Quand Alassane Ouattara annonça, le 5 mars 2020 à Yamoussoukro, qu’il ne briguerait pas un 3e mandat, certaines personnes prirent d’assaut maquis et bars, le soir, pour fêter cela. D’autres comme Adama Bictogo comparèrent Ouattara à Nelson Mandela. Or tout le monde sait que le premier président noir de l’Afrique du Sud, en plus d’avoir toujours assumé ses actes, s’abstint de persécuter et de jeter en prison ses adversaires blancs.
D’autres encore félicitèrent le président reconnu par la communauté internationale pour cette “décision courageuse et salutaire” (Simone Ehivet Gbagbo), pour cet “acte fort” (Pascal Affi N’Guessan), etc.
Et pourtant, il y a une différence entre “annoncer” et “décider”. Si l’on se rappelle que M. Ouattara n’écoute et ne respecte que les Blancs, ce qui est révélateur d’un gros complexe d’infériorité de sa part, on peut légitimement penser que c’est Macron qui a décidé qu’il n’avait plus le droit de se représenter après ses deux frauduleux mandats. Ce qui le prouve, c’est la célérité avec laquelle le président français a réagi au discours de M. Ouattara (le même jour) et les mots qu’il a utilisés pour le faire (“décision historique”, “homme de parole et homme d’État”). Pour moi, Ouattara n’a fait qu’annoncer une décision prise par ceux qui l’ont installé dans le fauteuil présidentiel en avril 2011 et qu’ils devaient récompenser en retour en leur attribuant les plus gros marchés du pays. C’est la première remarque que je voulais faire.
Deuxièmement, l’annonce faite par Ouattara est un non-événement. Elle n’est ni historique ni extraordinaire.

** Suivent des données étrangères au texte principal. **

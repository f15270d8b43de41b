//! Admin order management.

use axum::{Json, extract::State};
use serde::Deserialize;
use tracing::instrument;

use cornershop_core::pagination::{Page, PageParams};
use cornershop_core::{OrderId, OrderStatus, UserId};

use crate::db::OrderRepository;
use crate::db::orders::OrderFilter;
use crate::error::{AppError, Result};
use crate::extract::{ApiJson, ApiPath, ApiQuery};
use crate::middleware::RequireAdmin;
use crate::models::{AdminOrder, Order};
use crate::routes::blank_as_none;
use crate::state::AppState;

/// Admin order listing query string.
#[derive(Debug, Default, Deserialize)]
pub struct AdminOrderQuery {
    #[serde(default, deserialize_with = "blank_as_none")]
    pub status: Option<OrderStatus>,
    #[serde(default, deserialize_with = "blank_as_none")]
    pub user_id: Option<UserId>,
    #[serde(default, deserialize_with = "blank_as_none")]
    pub page: Option<u32>,
    #[serde(default, deserialize_with = "blank_as_none")]
    pub per_page: Option<u32>,
}

impl AdminOrderQuery {
    #[must_use]
    pub const fn into_parts(self) -> (OrderFilter, PageParams) {
        (
            OrderFilter {
                status: self.status,
                user_id: self.user_id,
            },
            PageParams {
                page: self.page,
                per_page: self.per_page,
            },
        )
    }
}

/// `PATCH /api/admin/orders/{id}/status` body.
#[derive(Debug, Deserialize)]
pub struct UpdateStatusRequest {
    pub status: OrderStatus,
}

/// Every customer's orders, newest first.
#[instrument(skip(_admin, state))]
pub async fn index(
    RequireAdmin(_admin): RequireAdmin,
    State(state): State<AppState>,
    ApiQuery(query): ApiQuery<AdminOrderQuery>,
) -> Result<Json<Page<AdminOrder>>> {
    let (filter, params) = query.into_parts();
    let page = OrderRepository::new(state.pool())
        .list(filter, params)
        .await?;
    Ok(Json(page))
}

#[instrument(skip(_admin, state))]
pub async fn show(
    RequireAdmin(_admin): RequireAdmin,
    State(state): State<AppState>,
    ApiPath(id): ApiPath<OrderId>,
) -> Result<Json<AdminOrder>> {
    OrderRepository::new(state.pool())
        .get(id)
        .await?
        .map(Json)
        .ok_or_else(|| AppError::NotFound("Order not found".to_string()))
}

/// Move an order to any status, adjusting stock to match.
#[instrument(skip(admin, state, body), fields(admin_id = %admin.id, status = %body.status))]
pub async fn update_status(
    RequireAdmin(admin): RequireAdmin,
    State(state): State<AppState>,
    ApiPath(id): ApiPath<OrderId>,
    ApiJson(body): ApiJson<UpdateStatusRequest>,
) -> Result<Json<Order>> {
    let order = state.orders().change_status(id, body.status).await?;
    Ok(Json(order))
}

Car, avant lui, c’est-à-dire en 2011, 2017 et 2019, le président nigérien, Mahamadou Issoufou, avait fait part de son intention de respecter scrupuleusement la Constitution du Niger qui n’autorise pas plus de deux mandats (10 ans) à la tête du pays.

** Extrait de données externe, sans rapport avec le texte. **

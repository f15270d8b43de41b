//! Cache of public product listing pages.
//!
//! Keyed by the normalized filter plus page parameters. Any write that changes
//! what a listing shows (product or category edits, stock changes from orders)
//! drops every entry.
//!
//! A listing read from the database is only cached if no invalidation ran
//! while it was being read; see [`CatalogCache::ticket`].

use std::sync::Arc;
use std::sync::atomic::{AtomicU64, Ordering};
use std::time::Duration;

use moka::future::Cache;

use cornershop_core::pagination::{Page, PageParams};

use crate::db::products::ProductFilter;
use crate::models::Product;

const MAX_ENTRIES: u64 = 1_000;

type CacheKey = (ProductFilter, PageParams);

/// Invalidation generation observed before a database read.
#[derive(Debug, Clone, Copy, PartialEq, Eq)]
pub struct CacheTicket(u64);

/// Shared product listing cache.
#[derive(Clone)]
pub struct CatalogCache {
    pages: Cache<CacheKey, Arc<Page<Product>>>,
    generation: Arc<AtomicU64>,
}

impl CatalogCache {
    #[must_use]
    pub fn new(ttl: Duration) -> Self {
        Self {
            pages: Cache::builder()
                .max_capacity(MAX_ENTRIES)
                .time_to_live(ttl)
                .build(),
            generation: Arc::new(AtomicU64::new(0)),
        }
    }

    /// Take before reading the listing that will be passed to
    /// [`CatalogCache::insert`].
    #[must_use]
    pub fn ticket(&self) -> CacheTicket {
        CacheTicket(self.generation.load(Ordering::SeqCst))
    }

    pub async fn get(&self, filter: &ProductFilter, params: PageParams) -> Option<Arc<Page<Product>>> {
        self.pages.get(&(filter.clone(), params)).await
    }

    /// Cache `page` unless an invalidation has run since `ticket` was taken.
    pub async fn insert(
        &self,
        filter: ProductFilter,
        params: PageParams,
        page: Arc<Page<Product>>,
        ticket: CacheTicket,
    ) {
        if self.ticket() != ticket {
            tracing::debug!("Product listing changed during read; not cached");
            return;
        }
        let key = (filter, params);
        self.pages.insert(key.clone(), page).await;

        // An invalidation between the check and the insert bumped the
        // generation before clearing, so one of the two removes the entry.
        if self.ticket() != ticket {
            self.pages.invalidate(&key).await;
        }
    }

    /// Drop every cached page.
    pub fn invalidate_all(&self) {
        self.generation.fetch_add(1, Ordering::SeqCst);
        self.pages.invalidate_all();
        tracing::debug!("Product listing cache invalidated");
    }
}

#[cfg(test)]
mod tests {
    use super::*;

    fn page() -> Arc<Page<Product>> {
        Arc::new(Page::new(vec![], PageParams::default(), 0))
    }

    #[tokio::test]
    async fn test_insert_then_get() {
        let cache = CatalogCache::new(Duration::from_secs(60));
        let filter = ProductFilter::default();

        cache
            .insert(filter.clone(), PageParams::default(), page(), cache.ticket())
            .await;

        assert!(cache.get(&filter, PageParams::default()).await.is_some());
        assert!(cache.get(&filter, PageParams::new(2, 10)).await.is_none());
    }

    #[tokio::test]
    async fn test_invalidate_all() {
        let cache = CatalogCache::new(Duration::from_secs(60));
        let filter = ProductFilter::default();
        cache
            .insert(filter.clone(), PageParams::default(), page(), cache.ticket())
            .await;

        cache.invalidate_all();

        assert!(cache.get(&filter, PageParams::default()).await.is_none());
    }

    #[tokio::test]
    async fn test_page_read_across_invalidation_is_not_cached() {
        let cache = CatalogCache::new(Duration::from_secs(60));
        let filter = ProductFilter::default();

        let ticket = cache.ticket();
        // An order commits while the listing is being read.
        cache.invalidate_all();
        cache
            .insert(filter.clone(), PageParams::default(), page(), ticket)
            .await;

        assert!(cache.get(&filter, PageParams::default()).await.is_none());

        cache
            .insert(filter.clone(), PageParams::default(), page(), cache.ticket())
            .await;
        assert!(cache.get(&filter, PageParams::default()).await.is_some());
    }
}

Accorder une grande importance à un non-événement, célébrer un individu qui a pris un pays en otage depuis 1999, ne pas percevoir qu’il “part’ pour se faire remplacer par une personne à travers laquelle il continuera à faire ce que bon lui semble dans et contre le pays, lui tresser des lauriers alors qu’il garde injustement en prison et en exil des milliers d’Ivoiriens, c’est à la fois faire montre de naïveté et donner raison au Tchèque Milan Kundera dont un roman s’appelle “L’insoutenable légèreté de l’être”. Et notre légèreté ne date pas d’aujourd’hui si l’on se souvient de deux faits : 1) Le PDCI répondant au FPI en 1990 que Ouattara est Ivoirien avant de lancer un mandat d’arrêt international contre lui en 1999 pour faux et usage de faux sur la nationalité ivoirienne ; 2) Le fameux “On voit le dos du nageur” des Refondateurs. Non seulement le nageur ne fut pas inquiété mais c’est lui qui, une fois sorti de l’eau, frappa mortellement la personne qui avait vu son dos.
Légèreté et naïveté : Si nous n’avions pas été nourris à ces deux mamelles, nous aurions compris que, en démocratie, le pouvoir n’est pas transféré par un criminel à un autre criminel mais qu’il est délégué pendant un temps limité (4, 5 ou 7 ans) par le peuple à celui ou à celle dont le projet de société a été le plus convaincant lors de la campagne électorale. Ce peuple, s’il est digne et sérieux, n’applaudit pas le criminel qui part avec les poches pleines mais trouve les voies et moyens de lui faire payer, tôt ou tard, ses crimes et forfaits.